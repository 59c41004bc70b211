// isoforge-core/src/domain/identifier.rs
//
// Pure string transforms that turn whatever the sources publish into
// comparable identifiers. Every function here is total: unknown input is
// passed through, never rejected.

use crate::domain::tables::TypeAliasTable;
use regex::Regex;
use std::sync::OnceLock;

/// Sentinel returned by [`normalize_type`] when nothing usable is left.
pub const UNKNOWN_TYPE: &str = "UNKNOWN";

/// Language tags accepted for bracketed alternates, in order of preference.
const PREFERRED_LANGUAGES: [&[&str]; 2] = [&["english", "en"], &["french", "fr"]];

fn compiled(cell: &'static OnceLock<Regex>, pattern: &str) -> &'static Regex {
    cell.get_or_init(|| {
        Regex::new(pattern).unwrap_or_else(|_| {
            // Patterns are hardcoded; this branch only keeps Clippy and the unwrap guard happy.
            Regex::new("$^").unwrap_or_else(|_| unreachable!())
        })
    })
}

fn re_parenthetical() -> &'static Regex {
    static RE: OnceLock<Regex> = OnceLock::new();
    compiled(&RE, r"^.*\((?P<type>.*)\).*$")
}

fn re_language_segment() -> &'static Regex {
    static RE: OnceLock<Regex> = OnceLock::new();
    compiled(&RE, r"^(?P<text>.*?)\s*\[(?P<lang>[^\]]*)\]\s*$")
}

fn re_see_also() -> &'static Regex {
    static RE: OnceLock<Regex> = OnceLock::new();
    compiled(
        &RE,
        r"^(?P<name>.*) \(see also separate (?:country code|ISO 3166-1) entry under [A-Z]{2}\)",
    )
}

fn re_quoted_fragment() -> &'static Regex {
    static RE: OnceLock<Regex> = OnceLock::new();
    compiled(&RE, r#""[^"]*"\s*"#)
}

fn re_whitespace() -> &'static Regex {
    static RE: OnceLock<Regex> = OnceLock::new();
    compiled(&RE, r"\s+")
}

/// Canonicalizes a subdivision type string.
///
/// - `"Oblast (Region)"` → `"region"` (the parenthesised qualifier wins)
/// - `"Région [French] / Region [English]"` → `"region"` (English, then French, then first)
/// - `"Kraj [cs]"` → `"kraj"`
/// - `""` → [`UNKNOWN_TYPE`]
pub fn normalize_type(raw: &str) -> String {
    let lowered = raw.trim().to_lowercase();

    let resolved = if let Some(caps) = re_parenthetical().captures(&lowered) {
        caps.name("type").map_or("", |m| m.as_str()).trim().to_string()
    } else if lowered.contains('[') {
        resolve_language_variant(&lowered)
    } else {
        lowered
    };

    let resolved = re_whitespace().replace_all(resolved.trim(), " ").into_owned();
    if resolved.is_empty() {
        UNKNOWN_TYPE.to_string()
    } else {
        resolved
    }
}

/// `"X [lang1] / Y [lang2]"`: picks the English segment, else French, else the first one.
fn resolve_language_variant(lowered: &str) -> String {
    let segments: Vec<(&str, Option<&str>)> = lowered
        .split(" / ")
        .map(|segment| match re_language_segment().captures(segment) {
            Some(caps) => (
                caps.name("text").map_or("", |m| m.as_str()),
                caps.name("lang").map(|m| m.as_str().trim()),
            ),
            // trailing text after the tag: keep what precedes the bracket
            None => (segment.split_once('[').map_or(segment, |(head, _)| head), None),
        })
        .collect();

    for tags in PREFERRED_LANGUAGES {
        if let Some((text, _)) = segments
            .iter()
            .find(|(_, lang)| lang.is_some_and(|l| tags.contains(&l)))
        {
            return text.trim().to_string();
        }
    }

    segments
        .first()
        .map(|(text, _)| text.trim().to_string())
        .unwrap_or_default()
}

/// Turns any label into a program-identifier-safe token.
/// `"autonomous region"` → `"AUTONOMOUS_REGION"`, `"FR-75"` → `"FR_75"`.
pub fn canonical_enum_token(raw: &str) -> String {
    raw.to_uppercase()
        .chars()
        .filter_map(|c| match c {
            ' ' | '-' => Some('_'),
            '(' | ')' | ',' => None,
            other => Some(other),
        })
        .collect()
}

/// Collapses a known foreign-language synonym into its canonical type.
pub fn apply_alias(kind: &str, aliases: &TypeAliasTable) -> String {
    aliases.resolve(kind).unwrap_or(kind).to_string()
}

/// Title-cases the way the generated display labels always have:
/// every run of letters starts upper-case, the rest is lower-case.
pub fn title_case(raw: &str) -> String {
    let mut out = String::with_capacity(raw.len());
    let mut inside_word = false;
    for c in raw.chars() {
        if c.is_alphabetic() {
            if inside_word {
                out.extend(c.to_lowercase());
            } else {
                out.extend(c.to_uppercase());
            }
            inside_word = true;
        } else {
            out.push(c);
            inside_word = false;
        }
    }
    out
}

/// Drops footnote markers and the "see also separate ... entry" suffix.
pub fn clean_name(raw: &str) -> String {
    let name = raw.replace('*', "");
    match re_see_also().captures(&name) {
        Some(caps) => caps.name("name").map_or("", |m| m.as_str()).trim().to_string(),
        None => name.trim().to_string(),
    }
}

/// Comparable form of a code: footnote markers removed, trimmed, upper-case.
pub fn clean_code(raw: &str) -> String {
    raw.replace('*', "").trim().to_uppercase()
}

/// `"Zimbabwe Dollar \"new\"\u{a0}(2008)"` → `"Zimbabwe Dollar (2008)"`.
pub fn clean_currency_name(raw: &str) -> String {
    let without_quotes = re_quoted_fragment().replace_all(raw, "");
    let spaced = without_quotes.replace('\u{a0}', " ");
    re_whitespace().replace_all(&spaced, " ").trim().to_string()
}

/// Escapes a display name for a double-quoted literal (`\\` and `"`).
pub fn escape_display_name(raw: &str) -> String {
    let mut out = String::with_capacity(raw.len());
    for c in raw.chars() {
        match c {
            '\\' => out.push_str("\\\\"),
            '"' => out.push_str("\\\""),
            other => out.push(other),
        }
    }
    out
}
// isoforge/src/commands/clean.rs
//
// USE CASE: Remove generated enum files.

use std::path::PathBuf;

use isoforge_core::application::clean_project;

pub fn execute(project_dir: PathBuf) -> anyhow::Result<()> {
    match clean_project(&project_dir) {
        Ok(removed) if removed.is_empty() => println!("✨ Nothing to clean."),
        Ok(removed) => println!("✨ {} artifact(s) removed.", removed.len()),
        Err(e) => {
            eprintln!("❌ Clean failed: {:?}", miette::Report::new(e));
            std::process::exit(1);
        }
    }
    Ok(())
}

▸ **Work instructions**:
Please transcribe the full listing exactly, down to the last line.

▸ **Worked solution**:
repository 59c41004bc70b211
// isoforge-core/src/domain/identifier.rs
//
// Pure string transforms that turn whatever the sources publish into
// comparable identifiers. Every function here is total: unknown input is
// passed through, never rejected.

use crate::domain::tables::TypeAliasTable;
use regex::Regex;
use std::sync::OnceLock;

/// Sentinel returned by [`normalize_type`] when nothing usable is left.
pub const UNKNOWN_TYPE: &str = "UNKNOWN";

/// Language tags accepted for bracketed alternates, in order of preference.
const PREFERRED_LANGUAGES: [&[&str]; 2] = [&["english", "en"], &["french", "fr"]];

fn compiled(cell: &'static OnceLock<Regex>, pattern: &str) -> &'static Regex {
    cell.get_or_init(|| {
        Regex::new(pattern).unwrap_or_else(|_| {
            // Patterns are hardcoded; this branch only keeps Clippy and the unwrap guard happy.
            Regex::new("$^").unwrap_or_else(|_| unreachable!())
        })
    })
}

fn re_parenthetical() -> &'static Regex {
    static RE: OnceLock<Regex> = OnceLock::new();
    compiled(&RE, r"^.*\((?P<type>.*)\).*$")
}

fn re_language_segment() -> &'static Regex {
    static RE: OnceLock<Regex> = OnceLock::new();
    compiled(&RE, r"^(?P<text>.*?)\s*\[(?P<lang>[^\]]*)\]\s*$")
}

fn re_see_also() -> &'static Regex {
    static RE: OnceLock<Regex> = OnceLock::new();
    compiled(
        &RE,
        r"^(?P<name>.*) \(see also separate (?:country code|ISO 3166-1) entry under [A-Z]{2}\)",
    )
}

fn re_quoted_fragment() -> &'static Regex {
    static RE: OnceLock<Regex> = OnceLock::new();
    compiled(&RE, r#""[^"]*"\s*"#)
}

fn re_whitespace() -> &'static Regex {
    static RE: OnceLock<Regex> = OnceLock::new();
    compiled(&RE, r"\s+")
}

/// Canonicalizes a subdivision type string.
///
/// - `"Oblast (Region)"` → `"region"` (the parenthesised qualifier wins)
/// - `"Région [French] / Region [English]"` → `"region"` (English, then French, then first)
/// - `"Kraj [cs]"` → `"kraj"`
/// - `""` → [`UNKNOWN_TYPE`]
pub fn normalize_type(raw: &str) -> String {
    let lowered = raw.trim().to_lowercase();

    let resolved = if let Some(caps) = re_parenthetical().captures(&lowered) {
        caps.name("type").map_or("", |m| m.as_str()).trim().to_string()
    } else if lowered.contains('[') {
        resolve_language_variant(&lowered)
    } else {
        lowered
    };

    let resolved = re_whitespace().replace_all(resolved.trim(), " ").into_owned();
    if resolved.is_empty() {
        UNKNOWN_TYPE.to_string()
    } else {
        resolved
    }
}

/// `"X [lang1] / Y [lang2]"`: picks the English segment, else French, else the first one.
fn resolve_language_variant(lowered: &str) -> String {
    let segments: Vec<(&str, Option<&str>)> = lowered
        .split(" / ")
        .map(|segment| match re_language_segment().captures(segment) {
            Some(caps) => (
                caps.name("text").map_or("", |m| m.as_str()),
                caps.name("lang").map(|m| m.as_str().trim()),
            ),
            // trailing text after the tag: keep what precedes the bracket
            None => (segment.split_once('[').map_or(segment, |(head, _)| head), None),
        })
        .collect();

    for tags in PREFERRED_LANGUAGES {
        if let Some((text, _)) = segments
            .iter()
            .find(|(_, lang)| lang.is_some_and(|l| tags.contains(&l)))
        {
            return text.trim().to_string();
        }
    }

    segments
        .first()
        .map(|(text, _)| text.trim().to_string())
        .unwrap_or_default()
}

/// Turns any label into a program-identifier-safe token.
/// `"autonomous region"` → `"AUTONOMOUS_REGION"`, `"FR-75"` → `"FR_75"`.
pub fn canonical_enum_token(raw: &str) -> String {
    raw.to_uppercase()
        .chars()
        .filter_map(|c| match c {
            ' ' | '-' => Some('_'),
            '(' | ')' | ',' => None,
            other => Some(other),
        })
        .collect()
}

/// Collapses a known foreign-language synonym into its canonical type.
pub fn apply_alias(kind: &str, aliases: &TypeAliasTable) -> String {
    aliases.resolve(kind).unwrap_or(kind).to_string()
}

/// Title-cases the way the generated display labels always have:
/// every run of letters starts upper-case, the rest is lower-case.
pub fn title_case(raw: &str) -> String {
    let mut out = String::with_capacity(raw.len());
    let mut inside_word = false;
    for c in raw.chars() {
        if c.is_alphabetic() {
            if inside_word {
                out.extend(c.to_lowercase());
            } else {
                out.extend(c.to_uppercase());
            }
            inside_word = true;
        } else {
            out.push(c);
            inside_word = false;
        }
    }
    out
}

/// Drops footnote markers and the "see also separate ... entry" suffix.
pub fn clean_name(raw: &str) -> String {
    let name = raw.replace('*', "");
    match re_see_also().captures(&name) {
        Some(caps) => caps.name("name").map_or("", |m| m.as_str()).trim().to_string(),
        None => name.trim().to_string(),
    }
}

/// Comparable form of a code: footnote markers removed, trimmed, upper-case.
pub fn clean_code(raw: &str) -> String {
    raw.replace('*', "").trim().to_uppercase()
}

/// `"Zimbabwe Dollar \"new\"\u{a0}(2008)"` → `"Zimbabwe Dollar (2008)"`.
pub fn clean_currency_name(raw: &str) -> String {
    let without_quotes = re_quoted_fragment().replace_all(raw, "");
    let spaced = without_quotes.replace('\u{a0}', " ");
    re_whitespace().replace_all(&spaced, " ").trim().to_string()
}

/// Escapes a display name for a double-quoted literal (`\\` and `"`).
pub fn escape_display_name(raw: &str) -> String {
    let mut out = String::with_capacity(raw.len());
    for c in raw.chars() {
        match c {
            '\\' => out.push_str("\\\\"),
            '"' => out.push_str("\\\""),
            other => out.push(other),
        }
    }
    out
}
// isoforge/src/commands/clean.rs
//
// USE CASE: Remove generated enum files.

use std::path::PathBuf;

use isoforge_core::application::clean_project;

pub fn execute(project_dir: PathBuf) -> anyhow::Result<()> {
    match clean_project(&project_dir) {
        Ok(removed) if removed.is_empty() => println!("✨ Nothing to clean."),
        Ok(removed) => println!("✨ {} artifact(s) removed.", removed.len()),
        Err(e) => {
            eprintln!("❌ Clean failed: {:?}", miette::Report::new(e));
            std::process::exit(1);
        }
    }
    Ok(())
}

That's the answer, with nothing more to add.